子育てに睡眠不足はつきものですが、それはつまり、子育てをしているママは睡眠負債をためやすい傾向にあると言えます。

ずっと続くわけではないから、と睡眠を大切にすることを後回しにしていませんか? 子育て中であれば、尚更がんばってしまうママも多いと思います。

けれど、子育てという重要な任務をこなすためにも、一度立ち止まって、自分の睡眠を見直してみてはいかがでしょうか。

書籍『昼間のパフォーマンスを最大にする 正しい眠り方』を出版されたばかりの睡眠コンサルタント・友野なおさんに、お話を伺いました。

■睡眠負債はサイレントキラー

睡眠負債の何がこわいのでしょうか。

友野さんの著書によると、それは、日々のパフォーマンスの低下を招くだけでなく、うつ病、がん、認知症、心筋梗塞などの疾患に罹るリスクを高めることなのだそうです。

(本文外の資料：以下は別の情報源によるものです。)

use super::*;
use std::os::raw::c_void;

#[repr(C)]
struct FakeObject {
    refcount: u32,
}

unsafe extern "C" fn fake_ref(ptr: *mut c_void) -> *mut c_void {
    (*(ptr as *mut FakeObject)).refcount += 1;
    ptr
}

unsafe extern "C" fn fake_unref(ptr: *mut c_void) {
    (*(ptr as *mut FakeObject)).refcount -= 1;
}

fn fake_object() -> (usize, Box<FakeObject>) {
    let mut object = Box::new(FakeObject { refcount: 1 });
    let address = &mut *object as *mut FakeObject as usize;
    (address, object)
}

fn refcount(address: usize) -> u32 {
    unsafe { (*(address as *const FakeObject)).refcount }
}

fn tracker() -> ObjectTracker {
    ObjectTracker::new(Some(RefcountFns::new(fake_ref, fake_unref)))
}

#[test]
fn test_c_prefix() {
    assert_eq!(c_prefix("GdkRGBA"), "gdk_rgba");
    assert_eq!(c_prefix("GError"), "g_error");
    assert_eq!(c_prefix("GtkTextIter"), "gtk_text_iter");
    assert_eq!(c_prefix("PangoFontDescription"), "pango_font_description");
    assert_eq!(c_prefix("GVariant"), "g_variant");
    assert_eq!(c_prefix("Gsk3DRenderer"), "gsk3_d_renderer");
}

#[test]
fn test_borrowed_retrievals_keep_refcount() {
    let (address, _object) = fake_object();
    let tracker = tracker();
    let config = EngineConfig::default();

    let mut wrappers = Vec::new();
    for _ in 0..5 {
        wrappers.push(tracker.wrap_object(&config, address, Ownership::Borrowed).unwrap());
    }
    assert_eq!(refcount(address), 1);
    assert!(wrappers.windows(2).all(|w| w[0] == w[1]));

    drop(wrappers);
    assert_eq!(refcount(address), 1);
}

#[test]
fn test_owned_retrievals_released_on_drop() {
    let (address, _object) = fake_object();
    let tracker = tracker();
    let config = EngineConfig::default();

    let mut wrappers = Vec::new();
    for _ in 0..3 {
        // native transfers a reference with each owned result
        unsafe { fake_ref(address as *mut c_void) };
        wrappers.push(tracker.wrap_object(&config, address, Ownership::Owned).unwrap());
    }
    assert_eq!(refcount(address), 4);
    assert_eq!(wrappers[0].as_object().unwrap().held_references(), 3);

    drop(wrappers);
    assert_eq!(refcount(address), 1);
}

#[test]
fn test_acquire_on_borrowed_wrapper() {
    let (address, _object) = fake_object();
    let tracker = tracker();
    let config = EngineConfig::default();

    let value = tracker.wrap_object(&config, address, Ownership::Borrowed).unwrap();
    let handle = value.as_object().unwrap().clone();
    assert!(!handle.is_owned());

    handle.acquire();
    assert_eq!(refcount(address), 2);
    assert!(handle.is_owned());

    drop(value);
    assert_eq!(refcount(address), 2);
    drop(handle);
    assert_eq!(refcount(address), 1);
}

#[test]
fn test_identity_cache_is_weak() {
    let (address, _object) = fake_object();
    let tracker = tracker();
    let config = EngineConfig::default();

    let before = live_wrappers();
    let first = tracker.wrap_object(&config, address, Ownership::Borrowed).unwrap();
    assert_eq!(live_wrappers(), before + 1);
    drop(first);
    assert_eq!(live_wrappers(), before);

    assert!(cache::lookup(address).is_none());
    let second = tracker.wrap_object(&config, address, Ownership::Borrowed).unwrap();
    assert_eq!(second.as_object().unwrap().address(), address);
}

#[test]
fn test_object_argument_transfer() {
    let (address, _object) = fake_object();
    let tracker = tracker();
    let config = EngineConfig::default();

    let value = tracker.wrap_object(&config, address, Ownership::Borrowed).unwrap();
    let passed = tracker
        .object_argument(&config, &value, Ownership::Borrowed, false)
        .unwrap();
    assert_eq!(passed, address);
    assert_eq!(refcount(address), 1);

    tracker
        .object_argument(&config, &value, Ownership::Owned, false)
        .unwrap();
    assert_eq!(refcount(address), 2);
    unsafe { fake_unref(address as *mut c_void) };
}

#[test]
fn test_null_object_argument() {
    let tracker = tracker();
    let config = EngineConfig::default();

    assert_eq!(
        tracker
            .object_argument(&config, &Value::Null, Ownership::Borrowed, true)
            .unwrap(),
        0
    );
    let err = tracker
        .object_argument(&config, &Value::Null, Ownership::Borrowed, false)
        .unwrap_err();
    assert!(err.is_marshal());

    assert_eq!(
        tracker.wrap_object(&config, 0, Ownership::Owned).unwrap(),
        Value::Null
    );
}

#[test]
fn test_refcount_traffic_counts() {
    reset_traffic();
    let (address, _object) = fake_object();
    let tracker = tracker();
    let config = EngineConfig::default();

    let value = tracker.wrap_object(&config, address, Ownership::Borrowed).unwrap();
    value.as_object().unwrap().acquire();
    drop(value);
    assert_eq!(refcount_traffic(), (1, 1));
}

#[test]
fn test_borrowed_boxed_never_freed() {
    let config = EngineConfig::default();
    let mut data = [0u8; 16];
    let value = wrap_boxed(
        &config,
        data.as_mut_ptr() as usize,
        "NbTestRect",
        "libno-such-library",
        Ownership::Borrowed,
    );
    let boxed = value.as_boxed().unwrap();
    assert!(!boxed.is_owned());
    assert_eq!(boxed.type_name(), "NbTestRect");
    assert_ne!(value, wrap_boxed(&config, data.as_mut_ptr() as usize, "NbTestRect", "x", Ownership::Borrowed));
}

さらにこわいのは、ちょっとした寝不足と思っているうちに、いつのまに自分の身体を蝕んでいくという点なのです。それも自覚なしに。

2014年にOECD(経済協力開発機構)が行った16~64歳女性の1日あたりの平均睡眠時間を比較した国際調査によると、日本人女性の平均睡眠時間は、加盟国中で最も短く、また、男性よりも女性の睡眠時間が短い国は、加盟国中、日本を除くとほとんどないというのですから驚きです。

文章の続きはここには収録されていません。